- **Work item**
Report every line of the data where the string "usize" appears.

--------------------

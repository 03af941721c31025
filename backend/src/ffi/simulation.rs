//! PyO3 wrapper for the simulation service
//!
//! Mirrors the HTTP-style interface: every method returns a plain dict
//! (`{"day": ...}`, `{"status": 200}`, `{"error": ..., "message": ...}`),
//! and `get_tables` returns the tables view as a JSON string.

use pyo3::prelude::*;
use pyo3::types::PyDict;

use super::types::{call_count_to_py, day_to_py, error_to_py, parse_simulation_config, status_to_py};
use crate::orchestrator::{SimulationConfig, SimulationEngine};
use crate::repository::InMemoryRepository;
use crate::scenario::{GeneratorConfig, Scenario};
use crate::service::{ErrorResponse, SimulationService};

fn runtime_error(message: String) -> PyErr {
    PyErr::new::<pyo3::exceptions::PyRuntimeError, _>(message)
}

/// Python handle on one hospital simulation
///
/// # Example (from Python)
///
/// ```python
/// from bed_occupancy_core import HospitalSimulation
///
/// sim = HospitalSimulation({"rng_seed": 43})
/// sim.update_day(1)          # {"day": 2}
/// tables = json.loads(sim.get_tables())
/// ```
#[pyclass(name = "HospitalSimulation")]
pub struct PyHospitalSimulation {
    inner: SimulationService<InMemoryRepository>,
}

#[pymethods]
impl PyHospitalSimulation {
    /// Create a simulation from an optional config dict and an optional
    /// scenario JSON document; without a scenario a default hospital is
    /// generated from the config seed
    ///
    /// # Errors
    ///
    /// Raises ValueError for a bad config and RuntimeError for a bad scenario
    #[new]
    #[pyo3(signature = (config=None, scenario_json=None))]
    fn new(config: Option<&Bound<'_, PyDict>>, scenario_json: Option<&str>) -> PyResult<Self> {
        let config = match config {
            Some(dict) => parse_simulation_config(dict)?,
            None => SimulationConfig::default(),
        };
        let scenario = match scenario_json {
            Some(json) => Scenario::from_json_str(json).map_err(|e| runtime_error(e.to_string()))?,
            None => Scenario::generate(&GeneratorConfig::default(), config.rng_seed),
        };
        let state = scenario
            .into_state()
            .map_err(|e| runtime_error(e.to_string()))?;
        let engine = SimulationEngine::new(config, InMemoryRepository::new(state))
            .map_err(|e| runtime_error(format!("Failed to create simulation: {}", e)))?;

        Ok(Self {
            inner: SimulationService::new(engine),
        })
    }

    fn get_current_day(&self, py: Python) -> PyResult<Py<PyDict>> {
        day_to_py(py, self.inner.get_current_day())
    }

    /// Move one day forward (`1`) or back (`-1`)
    fn update_day(&self, py: Python, delta: i32) -> PyResult<Py<PyDict>> {
        match self.inner.update_day(delta) {
            Ok(day) => day_to_py(py, day),
            Err(err) => error_to_py(py, &err),
        }
    }

    fn reset(&self, py: Python) -> PyResult<Py<PyDict>> {
        match self.inner.reset() {
            Ok(day) => day_to_py(py, day),
            Err(err) => error_to_py(py, &err),
        }
    }

    /// Beds, queue, no-shows and statistics as JSON
    fn get_tables(&self) -> PyResult<String> {
        let json = match self.inner.get_tables() {
            Ok(tables) => serde_json::to_string(&tables),
            Err(err) => serde_json::to_string(&err),
        };
        json.map_err(|e| runtime_error(format!("Tables serialization failed: {}", e)))
    }

    fn register_consent(&self, py: Python, queue_id: u32) -> PyResult<Py<PyDict>> {
        match self.inner.register_consent(queue_id) {
            Ok(status) => status_to_py(py, status),
            Err(err) => error_to_py(py, &err),
        }
    }

    fn increment_calls(&self, py: Python) -> PyResult<Py<PyDict>> {
        call_count_to_py(py, self.inner.increment_calls())
    }

    /// Discard consents registered today that were not applied yet
    fn rollback_session(&self, py: Python) -> PyResult<Py<PyDict>> {
        status_to_py(py, self.inner.rollback_session())
    }

    /// First queued patient to call, as JSON (`null` when no bed is free)
    fn get_call_candidate(&self) -> PyResult<String> {
        let result: Result<String, serde_json::Error> = match self.inner.call_candidate() {
            Ok(candidate) => serde_json::to_string(&candidate),
            Err(err) => serde_json::to_string::<ErrorResponse>(&err),
        };
        result.map_err(|e| runtime_error(format!("Candidate serialization failed: {}", e)))
    }
}
//! Statistics aggregator
//!
//! Pure functions over the per-day series kept by the engine. Each metric
//! reports its value on the current day, the change from the previous day,
//! the running average over all days and the change of that average.
//! Undefined values are reported as sentinels, never as errors.

use serde::{Deserialize, Serialize};

use crate::models::{ConsentRegistry, MetricValue, Sentinel, TimeSeries};

/// Point-in-time and trend values of one metric
#[derive(Debug, Clone, Copy, PartialEq, Serialize, Deserialize)]
pub struct MetricStatistics {
    pub current: MetricValue,
    pub delta: MetricValue,
    pub average: MetricValue,
    pub average_delta: MetricValue,
}

/// The statistics block returned with the tables
#[derive(Debug, Clone, Copy, PartialEq, Serialize, Deserialize)]
pub struct StatisticsBlock {
    /// Occupied beds, percent of all beds
    pub occupancy: MetricStatistics,
    /// Mean remaining stay of admitted patients, in days
    pub average_stay: MetricStatistics,
    /// No-shows, percent of expected arrivals
    pub no_shows: MetricStatistics,
    /// Consents, percent of calls placed
    pub consents: MetricStatistics,
}

impl StatisticsBlock {
    pub fn compute(
        occupancy: &TimeSeries,
        average_stay: &TimeSeries,
        no_shows: &TimeSeries,
        consents: &[MetricValue],
    ) -> Self {
        Self {
            occupancy: metric_statistics(occupancy.values()),
            average_stay: metric_statistics(average_stay.values()),
            no_shows: metric_statistics(no_shows.values()),
            consents: metric_statistics(consents),
        }
    }
}

/// Consent percentage for every day `1..=through_day`
pub fn consent_percentages(registry: &ConsentRegistry, through_day: u32) -> Vec<MetricValue> {
    (1..=through_day)
        .map(|day| {
            MetricValue::percentage(
                registry.consents_on(day),
                registry.calls_on(day) as usize,
                Sentinel::NoCalls,
            )
        })
        .collect()
}

/// Statistics of one series, `values[i]` being day `i + 1`
pub fn metric_statistics(values: &[MetricValue]) -> MetricStatistics {
    let no_previous = MetricValue::Missing(Sentinel::NoPreviousDay);
    let Some((&current, history)) = values.split_last() else {
        return MetricStatistics {
            current: no_previous,
            delta: no_previous,
            average: no_previous,
            average_delta: no_previous,
        };
    };

    let delta = match (current, history.last()) {
        (_, None) => no_previous,
        (MetricValue::Missing(_), Some(_)) => current,
        (MetricValue::Value(now), Some(MetricValue::Value(before))) => {
            MetricValue::Value(now - before)
        }
        (MetricValue::Value(_), Some(MetricValue::Missing(_))) => no_previous,
    };

    let average = mean(values).map_or(current, MetricValue::Value);

    let average_delta = if history.is_empty() {
        no_previous
    } else {
        match (mean(values), mean(history)) {
            (Some(now), Some(before)) => MetricValue::Value(now - before),
            _ => no_previous,
        }
    };

    MetricStatistics {
        current,
        delta,
        average,
        average_delta,
    }
}

/// Mean of the numeric values, ignoring sentinels
fn mean(values: &[MetricValue]) -> Option<f64> {
    let numbers: Vec<f64> = values.iter().filter_map(MetricValue::value).collect();
    if numbers.is_empty() {
        None
    } else {
        Some(numbers.iter().sum::<f64>() / numbers.len() as f64)
    }
}

#[cfg(test)]
mod tests {
    use super::*;

    fn v(x: f64) -> MetricValue {
        MetricValue::Value(x)
    }

    #[test]
    fn test_single_point_has_no_previous_day() {
        let stats = metric_statistics(&[v(50.0)]);
        assert_eq!(stats.current, v(50.0));
        assert_eq!(stats.delta, MetricValue::Missing(Sentinel::NoPreviousDay));
        assert_eq!(stats.average, v(50.0));
        assert_eq!(stats.average_delta, MetricValue::Missing(Sentinel::NoPreviousDay));
    }

    #[test]
    fn test_delta_and_average() {
        let stats = metric_statistics(&[v(20.0), v(40.0), v(60.0)]);
        assert_eq!(stats.delta, v(20.0));
        assert_eq!(stats.average, v(40.0));
        // mean(20, 40, 60) - mean(20, 40)
        assert_eq!(stats.average_delta, v(10.0));
    }

    #[test]
    fn test_sentinel_current_is_reported_as_is() {
        let none = MetricValue::Missing(Sentinel::NoIncomingPatients);
        let stats = metric_statistics(&[v(25.0), none]);
        assert_eq!(stats.current, none);
        assert_eq!(stats.delta, none);
        assert_eq!(stats.average, v(25.0));
        assert_eq!(stats.average_delta, v(0.0));
    }

    #[test]
    fn test_sentinel_previous_gives_no_previous_day() {
        let none = MetricValue::Missing(Sentinel::NoIncomingPatients);
        let stats = metric_statistics(&[none, v(10.0)]);
        assert_eq!(stats.delta, MetricValue::Missing(Sentinel::NoPreviousDay));
        assert_eq!(stats.average, v(10.0));
        assert_eq!(stats.average_delta, MetricValue::Missing(Sentinel::NoPreviousDay));
    }

    #[test]
    fn test_consent_percentages_use_calls_as_denominator() {
        use crate::models::QueueEntryId;

        let mut registry = ConsentRegistry::new();
        registry.increment_calls(2);
        registry.increment_calls(2);
        registry.register(2, QueueEntryId(1));
        registry.commit(2, vec![QueueEntryId(1)]);

        let values = consent_percentages(&registry, 2);
        assert_eq!(values[0], MetricValue::Missing(Sentinel::NoCalls));
        assert_eq!(values[1], v(50.0));
    }
}
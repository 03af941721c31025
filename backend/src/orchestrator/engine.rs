//! Day-advance engine
//!
//! Owns the clock, the RNG, the checkpoint store and the per-day series, and
//! drives the repository through day transitions.
//!
//! # Architecture
//!
//! The clock only moves the current day. Catching up happens lazily: every
//! query first calls [`SimulationEngine::materialize`], which runs the
//! transitions between the last checkpointed day and the current day.
//!
//! ```text
//! Before catching up:
//!   Admit consents registered on the latest computed day on top of its
//!   checkpoint (registry order, next free bed), amending that day's
//!   occupancy, average stay and checkpoint
//!
//! For each day d to materialize (d > 1):
//! 1. Decrement every remaining stay
//! 2. Release assignments at or below the release threshold
//! 3. Draw arrive/no-show for eligible queue entries (queue order)
//! 4. Record occupancy, average stay and no-show series
//! 5. Checkpoint repository contents and RNG state
//! ```
//!
//! Day 1 is the starting repository plus any consents registered on day 1.
//! Consents never re-run a computed day: its releases, draws and no-shows
//! stay as they were first reported.
//!
//! # Critical Invariants
//!
//! - **Once per day**: a day's transition runs once and is only re-run after
//!   a rollback or a reset; consents amend a computed day, never replay it
//! - **Determinism**: the transition into day `d` starts from the RNG state
//!   checkpointed for day `d - 1`, so it always draws the same values
//! - **Atomic passes**: a pass runs in one repository transaction; on error
//!   the repository, checkpoints, series and RNG return to the pre-pass state
//!
//! # Example
//!
//! ```rust
//! use bed_occupancy_core::models::{Bed, BedId, HospitalState};
//! use bed_occupancy_core::orchestrator::{SimulationConfig, SimulationEngine};
//! use bed_occupancy_core::repository::InMemoryRepository;
//!
//! let state = HospitalState::new(vec![Bed { id: BedId(1), department: None }], vec![], vec![], vec![]);
//! let mut engine = SimulationEngine::new(SimulationConfig::default(), InMemoryRepository::new(state)).unwrap();
//!
//! assert_eq!(engine.advance(1).unwrap(), 2);
//! let tables = engine.tables().unwrap();
//! assert_eq!(tables.day, 2);
//! assert_eq!(tables.beds.len(), 1);
//! ```

use std::sync::atomic::{AtomicBool, Ordering};
use std::sync::Arc;

use tracing::{debug, info, trace, warn};

use crate::agent::{suggest_call_days, NegotiationRequest, VoiceAgent};
use crate::core::{ClockMove, Direction, SimulationClock, FIRST_DAY};
use crate::models::{
    AdmissionSource, BedAssignment, BedId, ConsentRegistry, Department, Event, EventLog,
    MetricValue, Patient, PatientId, ProcedureId, QueueEntry, QueueEntryId, Sentinel, TimeSeries,
};
use crate::orchestrator::checkpoint::{
    compute_config_hash, validate_snapshot, CheckpointStore, DayCheckpoint, NoShowRecord,
    SimulationSnapshot,
};
use crate::orchestrator::config::{AdmissionMode, BedPoolMode, SimulationConfig};
use crate::orchestrator::tables::{BedRow, CallCandidate, CallOutcome, QueueRow, Tables};
use crate::orchestrator::SimulationError;
use crate::repository::{BedRepository, InMemoryRepository};
use crate::rng::{RngCheckpoint, RngManager};
use crate::stats::{consent_percentages, StatisticsBlock};

/// Salt separating consent stay draws from other derived streams
const CONSENT_STREAM: u64 = 0xC0;
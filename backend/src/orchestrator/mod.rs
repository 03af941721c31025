//! Orchestrator - clock, checkpoints and the day-advance engine
//!
//! See `engine.rs` for the transition algorithm.

pub mod checkpoint;
pub mod config;
pub mod engine;
pub mod error;
pub mod tables;

pub use checkpoint::{
    compute_config_hash, validate_snapshot, validate_state, CheckpointStore, DayCheckpoint,
    NoShowRecord, SimulationSnapshot,
};
pub use config::{AdmissionMode, BedPoolMode, NoShowWeights, SimulationConfig, StayRange};
pub use engine::{Interrupt, MaterializeOutcome, SimulationEngine};
pub use error::SimulationError;
pub use tables::{BedRow, CallCandidate, CallOutcome, QueueRow, Tables};
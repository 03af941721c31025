//! Queue & bed repository adapter
//!
//! The engine never touches persisted entities directly; it goes through
//! [`BedRepository`]. Every materialization pass runs inside one repository
//! transaction so that a failure part-way through a pass can be fully undone.
//!
//! Storage without native nested transactions can implement them the way
//! [`InMemoryRepository`] does: a stack of savepoint snapshots.

mod memory;

pub use memory::InMemoryRepository;

use thiserror::Error;

use crate::models::{
    Bed, BedAssignment, BedId, Department, Doctor, DoctorId, MedicalProcedure, Patient, PatientId,
    ProcedureId, QueueEntry, QueueEntryId,
};

/// Errors raised by repository operations
#[derive(Debug, Clone, Error, PartialEq, Eq)]
pub enum RepositoryError {
    #[error("Bed not found: {0}")]
    BedNotFound(BedId),

    #[error("Patient not found: {0}")]
    PatientNotFound(PatientId),

    #[error("Queue entry not found: {0}")]
    QueueEntryNotFound(QueueEntryId),

    #[error("Bed {0} already has an active assignment")]
    BedOccupied(BedId),

    #[error("Patient {0} already occupies a bed")]
    PatientAlreadyAdmitted(PatientId),

    #[error("No open transaction")]
    NoTransaction,
}

/// Contract the day-advance engine relies on
///
/// Ordering guarantees:
/// - [`list_free_beds`](Self::list_free_beds) returns beds by ascending id
/// - [`list_queue`](Self::list_queue) returns entries by ascending position
/// - [`delete_queue_entry`](Self::delete_queue_entry) re-packs positions
pub trait BedRepository {
    /// Opaque full-state snapshot used for day checkpoints
    type Snapshot: Clone;

    // ------------------------------------------------------------------
    // Reads
    // ------------------------------------------------------------------

    /// All beds by ascending id
    fn beds(&self) -> Vec<Bed>;

    fn total_beds(&self) -> usize;

    /// Active assignments by ascending bed id
    fn assignments(&self) -> Vec<BedAssignment>;

    fn patient(&self, id: PatientId) -> Option<Patient>;

    fn procedure(&self, id: ProcedureId) -> Option<MedicalProcedure>;

    fn doctor(&self, id: DoctorId) -> Option<Doctor>;

    /// Free beds by ascending id; `None` lists every free bed,
    /// `Some(department)` only that department's
    fn list_free_beds(&self, department: Option<&Department>) -> Vec<BedId>;

    /// Queue by ascending position; `Some(day)` keeps only entries booked
    /// for that day or earlier
    fn list_queue(&self, admission_day: Option<u32>) -> Vec<QueueEntry>;

    fn queue_entry(&self, id: QueueEntryId) -> Option<QueueEntry>;

    /// Assignments whose remaining stay is at or below `threshold`
    fn list_assignments_at_or_below(&self, threshold: i32) -> Vec<BedAssignment>;

    // ------------------------------------------------------------------
    // Writes
    // ------------------------------------------------------------------

    /// Decrement every active assignment's remaining stay by one day
    fn decrement_stays(&mut self);

    /// Delete every assignment at or below `threshold`; returns the count
    fn delete_assignments_at_or_below(&mut self, threshold: i32) -> usize;

    /// Remove a queue entry and re-pack the positions behind it
    fn delete_queue_entry(&mut self, id: QueueEntryId) -> Result<QueueEntry, RepositoryError>;

    /// Occupy a free bed
    fn create_assignment(&mut self, assignment: BedAssignment) -> Result<(), RepositoryError>;

    // ------------------------------------------------------------------
    // Transactions and snapshots
    // ------------------------------------------------------------------

    /// Open a nested transaction (savepoint)
    fn begin(&mut self);

    /// Keep the changes made since the matching `begin`
    fn commit(&mut self) -> Result<(), RepositoryError>;

    /// Undo the changes made since the matching `begin`
    fn rollback(&mut self) -> Result<(), RepositoryError>;

    fn in_transaction(&self) -> bool;

    fn snapshot(&self) -> Self::Snapshot;

    fn restore(&mut self, snapshot: Self::Snapshot);

    /// Check storage-level invariants (queue packing, bed exclusivity)
    fn validate(&self) -> Result<(), String>;
}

--------------------

- **Result of this exercise**
                registry.calls_on(day) as usize,
    fn total_beds(&self) -> usize;
    fn delete_assignments_at_or_below(&mut self, threshold: i32) -> usize;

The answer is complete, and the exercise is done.